3.3
February 27, 2016

The Beautiful Result after I Ditched My Self-Judgement.

woman

I did something recently that I never would have done 10 years ago.

I volunteered to be interviewed for a local news TV story.

That might not sound like a big deal to some. I would agree, appearing on a local news station as part of a two-minute bit, in and of itself, isn’t anything to write home about.

But for me, and for anyone who has spent any time judging themselves, it was a monumental experience.

You see, in the past, I would have refused.

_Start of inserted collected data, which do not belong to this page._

//! Engine facade combining both encryptors and the blind indexer.
//!
//! This is the surface an ORM or storage layer calls: encrypt in a chosen
//! mode, decrypt with the mode detected from the envelope prefix, test whether
//! a stored value is already encrypted, compute blind indexes, and enumerate
//! key ids for re-encryption.

use std::sync::Arc;

use tracing::debug;

use crate::blind_index::{BlindIndexer, HashAlgorithm, DEFAULT_BITS};
use crate::cipher::{Encryptor, Mode, DEFAULT_DETERMINISTIC_PREFIX, DEFAULT_PREFIX};
use crate::deterministic::DeterministicEncryptor;
use crate::envelope::unarmor;
use crate::error::Error;
use crate::key_provider::KeyProvider;
use crate::randomized::RandomizedEncryptor;

/// Engine settings that are not key material.
#[derive(Debug, Clone, PartialEq, Eq)]
pub struct EngineOptions {
    /// Prefix for randomized envelopes.
    pub prefix: String,
    /// Prefix for deterministic envelopes.
    pub deterministic_prefix: String,
    /// Static additional authenticated data for both modes.
    pub aad: Option<Vec<u8>>,
    /// Blind index width used when a caller does not request one.
    pub default_bits: u32,
    /// Blind index HMAC hash function.
    pub algorithm: HashAlgorithm,
}

impl Default for EngineOptions {
    fn default() -> Self {
        Self {
            prefix: DEFAULT_PREFIX.to_string(),
            deterministic_prefix: DEFAULT_DETERMINISTIC_PREFIX.to_string(),
            aad: None,
            default_bits: DEFAULT_BITS,
            algorithm: HashAlgorithm::default(),
        }
    }
}

/// Field encryption engine.
///
/// # Example
///
/// ```
/// use fieldcrypt::prelude::*;
///
/// # fn main() -> Result<(), fieldcrypt::Error> {
/// let provider = StaticKeyProvider::new("01234567890123456789012345678901").with_key_id("k1");
/// let engine = FieldCrypt::new(provider, EngineOptions::default())?;
///
/// let envelope = engine.encrypt(b"hello world", Mode::Randomized)?;
/// assert!(envelope.starts_with("ENC$1$"));
/// assert_eq!(engine.decrypt(&envelope)?, b"hello world");
///
/// let index = engine.blind_index("a@b.com", "User.email", Some(64))?;
/// assert_eq!(index.len(), 16);
/// # Ok(())
/// # }
/// ```
pub struct FieldCrypt<P: KeyProvider> {
    provider: Arc<P>,
    randomized: RandomizedEncryptor<P>,
    deterministic: DeterministicEncryptor<P>,
    indexer: BlindIndexer<P>,
}

impl<P: KeyProvider> FieldCrypt<P> {
    /// Creates an engine over `provider`.
    ///
    /// # Errors
    ///
    /// Returns `Error::InvalidArgument` if a prefix is empty, the two prefixes
    /// are equal, or the default bit width is out of range.
    pub fn new(provider: P, options: EngineOptions) -> Result<Self, Error> {
        Self::from_shared(Arc::new(provider), options)
    }

    /// Creates an engine over a provider that is already shared.
    ///
    /// # Errors
    ///
    /// See [`FieldCrypt::new`].
    pub fn from_shared(provider: Arc<P>, options: EngineOptions) -> Result<Self, Error> {
        if options.prefix == options.deterministic_prefix {
            return Err(Error::InvalidArgument(
                "randomized and deterministic prefixes must differ".to_string(),
            ));
        }

        let randomized = RandomizedEncryptor::with_options(
            Arc::clone(&provider),
            options.prefix,
            options.aad.clone(),
        )?;
        let deterministic = DeterministicEncryptor::with_options(
            Arc::clone(&provider),
            options.deterministic_prefix,
            options.aad,
        )?;
        let indexer =
            BlindIndexer::with_options(Arc::clone(&provider), options.algorithm, options.default_bits)?;

        Ok(Self { provider, randomized, deterministic, indexer })
    }

    /// Returns the key provider.
    #[must_use]
    pub fn provider(&self) -> &P {
        &self.provider
    }

    /// Returns the randomized encryptor.
    #[must_use]
    pub const fn randomized(&self) -> &RandomizedEncryptor<P> {
        &self.randomized
    }

    /// Returns the deterministic encryptor.
    #[must_use]
    pub const fn deterministic(&self) -> &DeterministicEncryptor<P> {
        &self.deterministic
    }

    /// Returns the blind indexer.
    #[must_use]
    pub const fn indexer(&self) -> &BlindIndexer<P> {
        &self.indexer
    }

    fn encryptor(&self, mode: Mode) -> &dyn Encryptor {
        match mode {
            Mode::Randomized => &self.randomized,
            Mode::Deterministic => &self.deterministic,
        }
    }

    /// Encrypts `plaintext` in the given mode under the current key.
    ///
    /// # Errors
    ///
    /// Returns an error if the current key is invalid or the envelope cannot
    /// be built.
    pub fn encrypt(&self, plaintext: &[u8], mode: Mode) -> Result<String, Error> {
        self.encryptor(mode).encrypt(plaintext)
    }

    /// Decrypts an envelope of either mode.
    ///
    /// # Errors
    ///
    /// Returns `Error::InvalidFormat` if neither prefix matches, and otherwise
    /// whatever the matching encryptor reports.
    pub fn decrypt(&self, envelope: &str) -> Result<Vec<u8>, Error> {
        let mode = self.mode_of(envelope).ok_or(Error::InvalidFormat)?;
        self.encryptor(mode).decrypt(envelope)
    }

    /// Returns `true` if `value` carries either envelope prefix.
    #[must_use]
    pub fn is_encrypted(&self, value: &str) -> bool {
        self.mode_of(value).is_some()
    }

    /// Detects the mode of an envelope from its prefix.
    ///
    /// When one prefix is a prefix of the other, the longer one is tested
    /// first.
    #[must_use]
    pub fn mode_of(&self, value: &str) -> Option<Mode> {
        let mut candidates = [Mode::Randomized, Mode::Deterministic];
        candidates.sort_by_key(|mode| std::cmp::Reverse(self.encryptor(*mode).prefix().len()));
        candidates.into_iter().find(|mode| self.encryptor(*mode).is_encrypted(value))
    }

    /// Computes a blind index. `bits` defaults to the configured width.
    ///
    /// # Errors
    ///
    /// Returns `Error::InvalidArgument` if `bits` is outside `[16, 256]`.
    pub fn blind_index(&self, value: &str, context: &str, bits: Option<u32>) -> Result<String, Error> {
        self.indexer.generate(value, context, bits)
    }

    /// Returns every configured key id, current first.
    #[must_use]
    pub fn all_key_ids(&self) -> Vec<String> {
        self.provider.all_key_ids()
    }

    /// Reads the key id embedded in an envelope without decrypting it.
    ///
    /// # Errors
    ///
    /// Returns a format error if `envelope` is not a well-formed envelope.
    pub fn key_id_of(&self, envelope: &str) -> Result<Option<String>, Error> {
        let mode = self.mode_of(envelope).ok_or(Error::InvalidFormat)?;
        let parsed = unarmor(self.encryptor(mode).prefix(), envelope)?;
        Ok(parsed.kid().map(str::to_string))
    }

    /// Returns `true` if `envelope` was not written in `mode` under the
    /// current key id.
    ///
    /// Envelopes without a key id are considered current when the provider
    /// has no current key id either.
    ///
    /// # Errors
    ///
    /// Returns a format error if `envelope` is not a well-formed envelope.
    pub fn needs_reencryption(&self, envelope: &str, mode: Mode) -> Result<bool, Error> {
        if self.mode_of(envelope) != Some(mode) {
            return Ok(true);
        }
        let kid = self.key_id_of(envelope)?;
        Ok(kid.as_deref() != self.provider.current_key_id())
    }

    /// Decrypts `envelope` and encrypts the plaintext again in `mode` under
    /// the current key.
    ///
    /// # Errors
    ///
    /// Returns any decryption or encryption error.
    pub fn reencrypt(&self, envelope: &str, mode: Mode) -> Result<String, Error> {
        let plaintext = zeroize::Zeroizing::new(self.decrypt(envelope)?);
        debug!(%mode, "re-encrypting envelope under current key");
        self.encrypt(&plaintext, mode)
    }
}

impl<P: KeyProvider> Clone for FieldCrypt<P> {
    fn clone(&self) -> Self {
        Self {
            provider: Arc::clone(&self.provider),
            randomized: self.randomized.clone(),
            deterministic: self.deterministic.clone(),
            indexer: self.indexer.clone(),
        }
    }
}

#[cfg(test)]
mod tests {
    use super::*;
    use crate::error::KeyError;
    use crate::key_provider::StaticKeyProvider;

    const KEY: &str = "01234567890123456789012345678901";
    const OLD: &str = "abcdefghijklmnopqrstuvwxyz012345";

    fn engine(kid: &str) -> FieldCrypt<StaticKeyProvider> {
        FieldCrypt::new(StaticKeyProvider::new(KEY).with_key_id(kid), EngineOptions::default())
            .unwrap()
    }

    #[test]
    fn test_decrypt_detects_mode() {
        let engine = engine("k1");
        let randomized = engine.encrypt(b"value", Mode::Randomized).unwrap();
        let deterministic = engine.encrypt(b"value", Mode::Deterministic).unwrap();

        assert_eq!(engine.mode_of(&randomized), Some(Mode::Randomized));
        assert_eq!(engine.mode_of(&deterministic), Some(Mode::Deterministic));
        assert_eq!(engine.decrypt(&randomized).unwrap(), b"value");
        assert_eq!(engine.decrypt(&deterministic).unwrap(), b"value");
    }

    #[test]
    fn test_plain_values() {
        let engine = engine("k1");
        assert!(!engine.is_encrypted("hello"));
        assert!(matches!(engine.decrypt("hello"), Err(Error::InvalidFormat)));
    }

    #[test]
    fn test_equal_prefixes_rejected() {
        let options = EngineOptions {
            deterministic_prefix: DEFAULT_PREFIX.to_string(),
            ..EngineOptions::default()
        };
        let result = FieldCrypt::new(StaticKeyProvider::new(KEY), options);
        assert!(matches!(result, Err(Error::InvalidArgument(_))));
    }

    #[test]
    fn test_overlapping_prefixes_prefer_longer() {
        let options = EngineOptions {
            prefix: "ENC:".to_string(),
            deterministic_prefix: "ENC:D:".to_string(),
            ..EngineOptions::default()
        };
        let engine = FieldCrypt::new(StaticKeyProvider::new(KEY), options).unwrap();

        let deterministic = engine.encrypt(b"v", Mode::Deterministic).unwrap();
        assert_eq!(engine.mode_of(&deterministic), Some(Mode::Deterministic));
        assert_eq!(engine.decrypt(&deterministic).unwrap(), b"v");
    }

    #[test]
    fn test_key_id_of() {
        let engine = engine("k1");
        let envelope = engine.encrypt(b"v", Mode::Randomized).unwrap();
        assert_eq!(engine.key_id_of(&envelope).unwrap().as_deref(), Some("k1"));
        assert!(matches!(engine.key_id_of("plain"), Err(Error::InvalidFormat)));
    }

    #[test]
    fn test_rotation_helpers() {
        let old = FieldCrypt::new(StaticKeyProvider::new(OLD).with_key_id("v1"), EngineOptions::default())
            .unwrap();
        let envelope = old.encrypt(b"secret", Mode::Deterministic).unwrap();

        let new = FieldCrypt::new(
            StaticKeyProvider::new(KEY).with_key_id("v2").with_rotated_key("v1", OLD),
            EngineOptions::default(),
        )
        .unwrap();

        assert_eq!(new.all_key_ids(), vec!["v2", "v1"]);
        assert!(new.needs_reencryption(&envelope, Mode::Deterministic).unwrap());
        assert!(new.needs_reencryption(&envelope, Mode::Randomized).unwrap());

        let rotated = new.reencrypt(&envelope, Mode::Deterministic).unwrap();
        assert_eq!(new.key_id_of(&rotated).unwrap().as_deref(), Some("v2"));
        assert!(!new.needs_reencryption(&rotated, Mode::Deterministic).unwrap());
        assert_eq!(new.decrypt(&rotated).unwrap(), b"secret");
    }

    #[test]
    fn test_reencrypt_unknown_key_fails() {
        let envelope = engine("gone").encrypt(b"v", Mode::Randomized).unwrap();
        let result = engine("k1").reencrypt(&envelope, Mode::Randomized);
        assert!(matches!(result, Err(Error::Key(KeyError::NotFound(_)))));
    }

    #[test]
    fn test_aad_applies_to_both_modes() {
        let with_aad = FieldCrypt::new(
            StaticKeyProvider::new(KEY),
            EngineOptions { aad: Some(b"app:v1".to_vec()), ..EngineOptions::default() },
        )
        .unwrap();
        let without = FieldCrypt::new(StaticKeyProvider::new(KEY), EngineOptions::default()).unwrap();

        for mode in [Mode::Randomized, Mode::Deterministic] {
            let envelope = with_aad.encrypt(b"v", mode).unwrap();
            assert!(matches!(without.decrypt(&envelope), Err(Error::AuthenticationFailed)));
        }
    }
}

My mind would have been filled with thoughts like:

I’m not prepared for that!

I barely have any makeup on!

I look awful!

I’m not wearing a flattering outfit!

I’ll say something dumb and look totally stupid!

No way will I put myself out there for people to judge me! Ohhhhh no!

In other words, I’m not lovable and everyone will know that I’m not lovable if I appear on TV.

But so much has changed for me in the last several years. Recently,I was talking with some friends at a park as our children played on the playground and a reporter approached us. She explained that she was covering a story about whether recent storms were washing debris into the ocean.

Then, she asked if any of us would speak on camera to share our opinions and whether we were worried about the implications of this.

When she asked that question, I paused. I looked at my friends. I hesitated some more, waiting for someone else to jump on the opportunity.

But no one did.

Then I said, “Sure, I’ll do it.”

I’ll do it, even though, I was completely caught off guard (because who expects they’ll be asked to be on TV?).

I’ll do it, even though, I didn’t exactly know what I would say.

I’ll do it, even though, I had almost no makeup on.

I’ll do it, even though, I had dog hair all over my shirt (yep, that’s how I roll on a regular Wednesday afternoon).

I’ll do it, because, I know it doesn’t matter what anyone else thinks of me. It doesn’t matter how I look or what I say.

The only thing that matters is that I know I’m lovable and worthy.

As the reporter explained how the short interview would work, I clipped the microphone onto my shirt, and realized what I was about to do.

I was going to appear on TV and share my opinions.

At that moment, I expected my anxiety to kick into full gear. I half expected that I would back out, making up some lame reason why I, suddenly, realized I couldn’t be interviewed for the news story.

It felt like time stopped for a bit as I waited for all the familiar anxious thoughts to flood my mind with fear:

You can’t go through with this.

You don’t know what you’re talking about!

You’re not articulate enough!

You’re going to look stupid and people will laugh at you. And they’ll judge you.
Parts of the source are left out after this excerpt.